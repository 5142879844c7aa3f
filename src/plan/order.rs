//! Dependency ordering between plan components.

use crate::error::{PlanError, Result};
use crate::plan::StackSpec;
use petgraph::algo::toposort;
use petgraph::graph::{DiGraph, NodeIndex};
use std::collections::HashMap;

/// Indices of `stacks` in deploy order: every component after the ones it
/// depends on. Teardown walks the same list backwards.
pub fn deploy_order(stacks: &[StackSpec]) -> Result<Vec<usize>> {
    let mut graph = DiGraph::<usize, ()>::new();
    let mut nodes: HashMap<&str, NodeIndex> = HashMap::new();

    for (index, spec) in stacks.iter().enumerate() {
        if nodes.contains_key(spec.component.as_str()) {
            return Err(PlanError::DuplicateComponent {
                component: spec.component.clone(),
            }
            .into());
        }
        nodes.insert(spec.component.as_str(), graph.add_node(index));
    }

    for spec in stacks {
        let to = nodes[spec.component.as_str()];
        for dependency in &spec.depends_on {
            let from = nodes.get(dependency.as_str()).ok_or_else(|| PlanError::UnknownDependency {
                component: spec.component.clone(),
                dependency: dependency.clone(),
            })?;
            graph.add_edge(*from, to, ());
        }
    }

    let sorted = toposort(&graph, None).map_err(|cycle| PlanError::CircularDependency {
        component: stacks[graph[cycle.node_id()]].component.clone(),
    })?;

    Ok(sorted.into_iter().map(|node| graph[node]).collect())
}

#[cfg(test)]
mod tests {
    use super::*;

    fn spec(component: &str, depends_on: &[&str]) -> StackSpec {
        StackSpec {
            component: component.to_string(),
            template: "t.yaml".into(),
            depends_on: depends_on.iter().map(|d| d.to_string()).collect(),
            ..StackSpec::default()
        }
    }

    fn names(stacks: &[StackSpec], order: &[usize]) -> Vec<String> {
        order.iter().map(|i| stacks[*i].component.clone()).collect()
    }

    #[test]
    fn test_dependencies_come_first() {
        let stacks = vec![
            spec("api", &["network", "storage"]),
            spec("storage", &["network"]),
            spec("network", &[]),
        ];
        let order = deploy_order(&stacks).unwrap();
        assert_eq!(names(&stacks, &order), ["network", "storage", "api"]);
    }

    #[test]
    fn test_cycle_is_rejected() {
        let stacks = vec![spec("a", &["b"]), spec("b", &["a"])];
        assert!(matches!(
            deploy_order(&stacks),
            Err(crate::error::OpsError::Plan(PlanError::CircularDependency { .. }))
        ));
    }

    #[test]
    fn test_unknown_dependency_is_rejected() {
        let stacks = vec![spec("a", &["ghost"])];
        assert!(deploy_order(&stacks).is_err());
    }

    #[test]
    fn test_duplicate_component_is_rejected() {
        let stacks = vec![spec("a", &[]), spec("a", &[])];
        assert!(deploy_order(&stacks).is_err());
    }
}
//! Glacier restore job tracking.
//!
//! A job is created by listing archived objects under a dated prefix and
//! requesting a restore for each. The job record is persisted through
//! [`crate::state::JobStore`] and is all that later `status` and `download`
//! calls need besides the job id.

mod job;
mod tier;
mod tracker;

pub use job::{JOB_FORMAT_VERSION, JobProgress, RestoreJob, RestoreState, TrackedObject, generate_job_id};
pub use tier::{BYTES_PER_GB, CostEstimate, RestoreTier};
pub use tracker::{
    CandidateQuery, CandidateSet, DEFAULT_BASE_PREFIX, DEFAULT_DATE_FORMAT, DownloadReport,
    RestoreTracker, validate_bucket_name,
};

__________________________________________________

**ACTIVITY:** Going down from the first line of the entries above, restate each line word for word until the line holding "use std::collections::HashMap;" is done.

**YOUR RESPONSE:**
repository 5142879844c7aa3f
filename src/plan/order.rs
//! Dependency ordering between plan components.

use crate::error::{PlanError, Result};
use crate::plan::StackSpec;
use petgraph::algo::toposort;
use petgraph::graph::{DiGraph, NodeIndex};
use std::collections::HashMap;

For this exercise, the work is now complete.